* **What you should do**
Output every record exactly, and nothing more.

* **Information given**
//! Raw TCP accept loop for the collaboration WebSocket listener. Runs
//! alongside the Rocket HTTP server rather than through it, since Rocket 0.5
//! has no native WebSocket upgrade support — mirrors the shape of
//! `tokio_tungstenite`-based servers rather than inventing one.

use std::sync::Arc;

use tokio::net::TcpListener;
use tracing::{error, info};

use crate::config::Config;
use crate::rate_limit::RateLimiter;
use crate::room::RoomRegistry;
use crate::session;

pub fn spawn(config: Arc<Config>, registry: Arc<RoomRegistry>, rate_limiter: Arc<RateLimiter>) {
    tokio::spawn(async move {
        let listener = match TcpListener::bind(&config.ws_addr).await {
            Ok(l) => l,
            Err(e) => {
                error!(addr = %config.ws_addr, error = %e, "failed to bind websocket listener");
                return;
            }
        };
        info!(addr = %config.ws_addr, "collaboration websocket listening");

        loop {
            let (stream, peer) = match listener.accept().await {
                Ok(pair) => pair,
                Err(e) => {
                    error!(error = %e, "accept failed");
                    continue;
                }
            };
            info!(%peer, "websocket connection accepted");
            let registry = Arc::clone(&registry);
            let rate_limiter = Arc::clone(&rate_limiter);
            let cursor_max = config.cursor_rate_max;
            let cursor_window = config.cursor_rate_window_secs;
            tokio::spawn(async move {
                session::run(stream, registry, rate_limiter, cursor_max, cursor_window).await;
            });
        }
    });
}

* **Answer box**
//! Raw TCP accept loop for the collaboration WebSocket listener. Runs
//! alongside the Rocket HTTP server rather than through it, since Rocket 0.5
//! has no native WebSocket upgrade support — mirrors the shape of
//! `tokio_tungstenite`-based servers rather than inventing one.

use std::sync::Arc;

use tokio::net::TcpListener;
use tracing::{error, info};

use crate::config::Config;
use crate::rate_limit::RateLimiter;
use crate::room::RoomRegistry;
use crate::session;

pub fn spawn(config: Arc<Config>, registry: Arc<RoomRegistry>, rate_limiter: Arc<RateLimiter>) {
    tokio::spawn(async move {
        let listener = match TcpListener::bind(&config.ws_addr).await {
            Ok(l) => l,
            Err(e) => {
                error!(addr = %config.ws_addr, error = %e, "failed to bind websocket listener");
                return;
            }
        };
        info!(addr = %config.ws_addr, "collaboration websocket listening");

        loop {
            let (stream, peer) = match listener.accept().await {
                Ok(pair) => pair,
                Err(e) => {
                    error!(error = %e, "accept failed");
                    continue;
                }
            };
            info!(%peer, "websocket connection accepted");
            let registry = Arc::clone(&registry);
            let rate_limiter = Arc::clone(&rate_limiter);
            let cursor_max = config.cursor_rate_max;
            let cursor_window = config.cursor_rate_window_secs;
            tokio::spawn(async move {
                session::run(stream, registry, rate_limiter, cursor_max, cursor_window).await;
            });
        }
    });
}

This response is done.